Data to use START
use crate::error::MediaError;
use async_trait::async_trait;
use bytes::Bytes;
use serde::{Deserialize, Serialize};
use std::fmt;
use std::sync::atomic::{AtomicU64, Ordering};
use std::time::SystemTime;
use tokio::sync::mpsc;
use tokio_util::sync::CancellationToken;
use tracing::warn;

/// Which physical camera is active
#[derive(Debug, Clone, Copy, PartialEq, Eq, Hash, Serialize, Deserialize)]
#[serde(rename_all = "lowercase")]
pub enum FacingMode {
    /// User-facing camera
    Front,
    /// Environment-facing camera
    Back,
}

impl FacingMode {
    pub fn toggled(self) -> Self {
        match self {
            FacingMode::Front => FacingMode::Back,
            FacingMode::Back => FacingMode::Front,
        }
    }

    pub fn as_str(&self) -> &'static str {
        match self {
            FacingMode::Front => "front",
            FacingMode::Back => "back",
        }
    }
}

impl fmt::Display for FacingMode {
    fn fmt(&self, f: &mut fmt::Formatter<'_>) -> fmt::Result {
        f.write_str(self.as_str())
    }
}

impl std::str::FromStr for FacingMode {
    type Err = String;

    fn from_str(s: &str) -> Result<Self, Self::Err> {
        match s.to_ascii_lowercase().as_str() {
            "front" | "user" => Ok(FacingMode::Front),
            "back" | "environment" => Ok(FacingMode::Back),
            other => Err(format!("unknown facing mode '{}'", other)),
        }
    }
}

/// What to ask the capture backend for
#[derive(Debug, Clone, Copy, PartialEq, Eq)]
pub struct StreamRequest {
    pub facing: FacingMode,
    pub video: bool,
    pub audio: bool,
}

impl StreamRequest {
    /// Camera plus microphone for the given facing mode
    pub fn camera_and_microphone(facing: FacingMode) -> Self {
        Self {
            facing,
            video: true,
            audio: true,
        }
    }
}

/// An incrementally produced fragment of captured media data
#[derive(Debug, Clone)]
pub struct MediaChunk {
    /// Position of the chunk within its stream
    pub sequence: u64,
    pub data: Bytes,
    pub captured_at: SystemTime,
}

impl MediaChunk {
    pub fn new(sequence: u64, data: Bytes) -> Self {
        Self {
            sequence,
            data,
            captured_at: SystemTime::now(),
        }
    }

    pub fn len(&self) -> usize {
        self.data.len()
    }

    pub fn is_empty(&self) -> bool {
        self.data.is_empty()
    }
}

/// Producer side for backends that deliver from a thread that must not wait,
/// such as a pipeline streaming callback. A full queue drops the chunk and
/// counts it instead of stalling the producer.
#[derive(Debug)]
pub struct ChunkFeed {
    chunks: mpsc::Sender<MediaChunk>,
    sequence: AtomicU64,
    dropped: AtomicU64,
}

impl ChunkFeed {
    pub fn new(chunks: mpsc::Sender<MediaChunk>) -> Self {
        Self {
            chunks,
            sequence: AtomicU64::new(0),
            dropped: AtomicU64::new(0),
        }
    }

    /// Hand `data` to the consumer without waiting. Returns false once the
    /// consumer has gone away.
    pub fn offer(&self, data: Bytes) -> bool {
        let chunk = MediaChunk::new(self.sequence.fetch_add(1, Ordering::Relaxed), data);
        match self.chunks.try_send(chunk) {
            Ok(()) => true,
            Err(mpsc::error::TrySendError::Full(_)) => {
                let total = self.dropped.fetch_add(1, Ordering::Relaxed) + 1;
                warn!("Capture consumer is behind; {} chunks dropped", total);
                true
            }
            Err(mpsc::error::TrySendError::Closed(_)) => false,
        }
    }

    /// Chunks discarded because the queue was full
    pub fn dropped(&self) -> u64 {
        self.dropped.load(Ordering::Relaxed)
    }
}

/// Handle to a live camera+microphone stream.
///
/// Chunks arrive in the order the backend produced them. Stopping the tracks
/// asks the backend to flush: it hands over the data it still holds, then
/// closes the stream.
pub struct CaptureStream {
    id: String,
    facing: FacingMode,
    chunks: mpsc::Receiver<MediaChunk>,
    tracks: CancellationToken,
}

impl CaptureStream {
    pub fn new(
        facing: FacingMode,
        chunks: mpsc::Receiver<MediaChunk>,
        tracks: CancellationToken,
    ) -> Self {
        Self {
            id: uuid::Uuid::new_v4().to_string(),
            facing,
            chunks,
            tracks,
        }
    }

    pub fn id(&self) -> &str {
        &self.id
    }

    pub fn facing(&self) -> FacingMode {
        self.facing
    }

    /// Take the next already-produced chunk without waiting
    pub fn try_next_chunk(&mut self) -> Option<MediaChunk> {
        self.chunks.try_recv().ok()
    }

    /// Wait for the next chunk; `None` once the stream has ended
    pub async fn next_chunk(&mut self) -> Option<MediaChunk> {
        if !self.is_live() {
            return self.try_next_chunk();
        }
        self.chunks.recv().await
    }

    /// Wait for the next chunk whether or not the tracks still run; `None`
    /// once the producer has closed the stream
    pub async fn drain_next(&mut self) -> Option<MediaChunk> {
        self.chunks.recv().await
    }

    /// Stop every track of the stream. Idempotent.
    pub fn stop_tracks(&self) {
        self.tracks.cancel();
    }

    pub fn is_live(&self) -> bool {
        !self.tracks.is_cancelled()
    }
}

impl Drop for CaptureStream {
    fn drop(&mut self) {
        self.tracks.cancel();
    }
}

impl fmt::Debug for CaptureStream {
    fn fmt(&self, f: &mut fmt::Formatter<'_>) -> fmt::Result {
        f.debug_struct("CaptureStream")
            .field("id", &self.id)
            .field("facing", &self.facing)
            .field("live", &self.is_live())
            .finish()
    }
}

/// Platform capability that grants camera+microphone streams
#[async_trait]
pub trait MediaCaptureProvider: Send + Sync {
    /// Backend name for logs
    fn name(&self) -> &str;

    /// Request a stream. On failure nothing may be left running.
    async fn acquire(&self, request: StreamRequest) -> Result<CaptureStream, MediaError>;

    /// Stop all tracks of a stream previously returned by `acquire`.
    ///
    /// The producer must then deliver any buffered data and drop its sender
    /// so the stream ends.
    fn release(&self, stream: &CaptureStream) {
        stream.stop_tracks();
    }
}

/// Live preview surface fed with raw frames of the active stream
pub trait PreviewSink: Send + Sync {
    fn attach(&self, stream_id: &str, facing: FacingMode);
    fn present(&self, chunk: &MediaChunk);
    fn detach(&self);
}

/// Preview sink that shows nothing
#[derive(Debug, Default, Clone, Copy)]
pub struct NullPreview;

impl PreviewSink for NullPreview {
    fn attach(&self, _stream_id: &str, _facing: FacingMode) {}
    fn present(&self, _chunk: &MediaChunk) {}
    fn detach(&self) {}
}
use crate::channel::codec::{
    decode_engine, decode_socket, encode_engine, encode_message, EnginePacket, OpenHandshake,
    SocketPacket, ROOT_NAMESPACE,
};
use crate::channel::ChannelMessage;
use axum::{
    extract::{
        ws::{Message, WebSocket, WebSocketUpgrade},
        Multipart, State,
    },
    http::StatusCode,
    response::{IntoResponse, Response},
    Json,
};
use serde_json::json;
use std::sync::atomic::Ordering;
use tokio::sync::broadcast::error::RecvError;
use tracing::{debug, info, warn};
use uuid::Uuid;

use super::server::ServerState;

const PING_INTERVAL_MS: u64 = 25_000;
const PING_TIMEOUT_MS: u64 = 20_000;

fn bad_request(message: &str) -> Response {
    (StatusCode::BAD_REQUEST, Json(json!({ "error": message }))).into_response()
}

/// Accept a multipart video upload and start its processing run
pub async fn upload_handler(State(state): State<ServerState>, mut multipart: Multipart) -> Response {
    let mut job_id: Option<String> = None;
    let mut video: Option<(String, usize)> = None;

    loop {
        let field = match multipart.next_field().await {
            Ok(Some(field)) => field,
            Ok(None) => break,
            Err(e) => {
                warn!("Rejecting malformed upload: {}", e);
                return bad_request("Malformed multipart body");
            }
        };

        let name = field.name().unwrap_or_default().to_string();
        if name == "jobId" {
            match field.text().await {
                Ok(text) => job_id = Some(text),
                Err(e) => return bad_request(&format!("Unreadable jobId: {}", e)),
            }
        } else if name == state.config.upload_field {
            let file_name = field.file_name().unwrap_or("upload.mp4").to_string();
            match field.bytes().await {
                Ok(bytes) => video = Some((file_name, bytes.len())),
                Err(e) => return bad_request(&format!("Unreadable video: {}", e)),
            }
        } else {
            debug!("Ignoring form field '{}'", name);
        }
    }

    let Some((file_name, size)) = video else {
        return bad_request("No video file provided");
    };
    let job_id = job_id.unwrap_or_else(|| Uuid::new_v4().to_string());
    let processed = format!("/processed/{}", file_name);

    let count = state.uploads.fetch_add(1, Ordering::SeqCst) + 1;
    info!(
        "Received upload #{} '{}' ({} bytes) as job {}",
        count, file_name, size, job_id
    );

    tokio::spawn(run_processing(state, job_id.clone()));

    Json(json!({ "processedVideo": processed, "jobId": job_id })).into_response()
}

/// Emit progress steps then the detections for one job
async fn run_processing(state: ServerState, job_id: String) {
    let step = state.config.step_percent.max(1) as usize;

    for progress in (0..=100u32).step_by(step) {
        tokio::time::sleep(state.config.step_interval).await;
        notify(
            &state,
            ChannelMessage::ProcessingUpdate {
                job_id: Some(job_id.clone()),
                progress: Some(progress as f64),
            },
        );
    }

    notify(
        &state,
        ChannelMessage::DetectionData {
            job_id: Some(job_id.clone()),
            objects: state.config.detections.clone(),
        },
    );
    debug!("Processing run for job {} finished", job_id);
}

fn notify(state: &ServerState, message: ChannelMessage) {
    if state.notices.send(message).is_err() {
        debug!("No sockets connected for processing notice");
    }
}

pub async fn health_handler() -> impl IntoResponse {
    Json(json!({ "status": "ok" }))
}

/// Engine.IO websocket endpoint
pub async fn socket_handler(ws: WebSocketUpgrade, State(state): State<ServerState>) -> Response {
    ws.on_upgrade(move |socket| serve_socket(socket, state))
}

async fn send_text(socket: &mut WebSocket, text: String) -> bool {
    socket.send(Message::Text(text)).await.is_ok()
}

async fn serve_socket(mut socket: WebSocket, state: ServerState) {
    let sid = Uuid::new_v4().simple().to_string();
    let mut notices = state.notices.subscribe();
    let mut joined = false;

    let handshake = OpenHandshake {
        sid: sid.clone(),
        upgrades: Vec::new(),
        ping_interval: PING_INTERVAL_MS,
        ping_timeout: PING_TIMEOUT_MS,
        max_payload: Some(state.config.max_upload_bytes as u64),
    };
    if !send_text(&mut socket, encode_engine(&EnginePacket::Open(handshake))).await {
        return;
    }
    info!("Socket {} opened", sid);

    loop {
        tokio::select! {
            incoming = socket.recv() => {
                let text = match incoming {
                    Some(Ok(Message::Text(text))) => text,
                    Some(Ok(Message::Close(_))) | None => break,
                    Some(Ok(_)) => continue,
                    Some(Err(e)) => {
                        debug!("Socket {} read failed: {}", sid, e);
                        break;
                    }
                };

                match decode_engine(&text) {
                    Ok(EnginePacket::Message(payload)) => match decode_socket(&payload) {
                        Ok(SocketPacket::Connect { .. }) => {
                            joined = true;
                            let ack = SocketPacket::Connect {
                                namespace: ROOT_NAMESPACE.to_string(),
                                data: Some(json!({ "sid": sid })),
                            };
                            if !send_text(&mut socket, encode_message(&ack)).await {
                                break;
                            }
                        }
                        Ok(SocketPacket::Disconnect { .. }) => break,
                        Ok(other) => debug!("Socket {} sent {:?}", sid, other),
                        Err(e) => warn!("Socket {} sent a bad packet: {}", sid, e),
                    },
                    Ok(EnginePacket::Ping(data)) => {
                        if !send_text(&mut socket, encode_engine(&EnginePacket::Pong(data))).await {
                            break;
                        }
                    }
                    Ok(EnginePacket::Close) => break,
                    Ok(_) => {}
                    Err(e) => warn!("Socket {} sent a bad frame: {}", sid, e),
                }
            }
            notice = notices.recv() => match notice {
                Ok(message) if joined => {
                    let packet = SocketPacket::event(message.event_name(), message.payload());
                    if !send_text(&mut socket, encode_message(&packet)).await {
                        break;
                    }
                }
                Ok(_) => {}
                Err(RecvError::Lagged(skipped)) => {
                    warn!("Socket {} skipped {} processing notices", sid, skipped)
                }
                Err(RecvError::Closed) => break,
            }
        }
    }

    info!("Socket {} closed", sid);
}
Data to use END
Return the lines above that include the string "nothing".

* Answer below
    /// Request a stream. On failure nothing may be left running.
/// Preview sink that shows nothing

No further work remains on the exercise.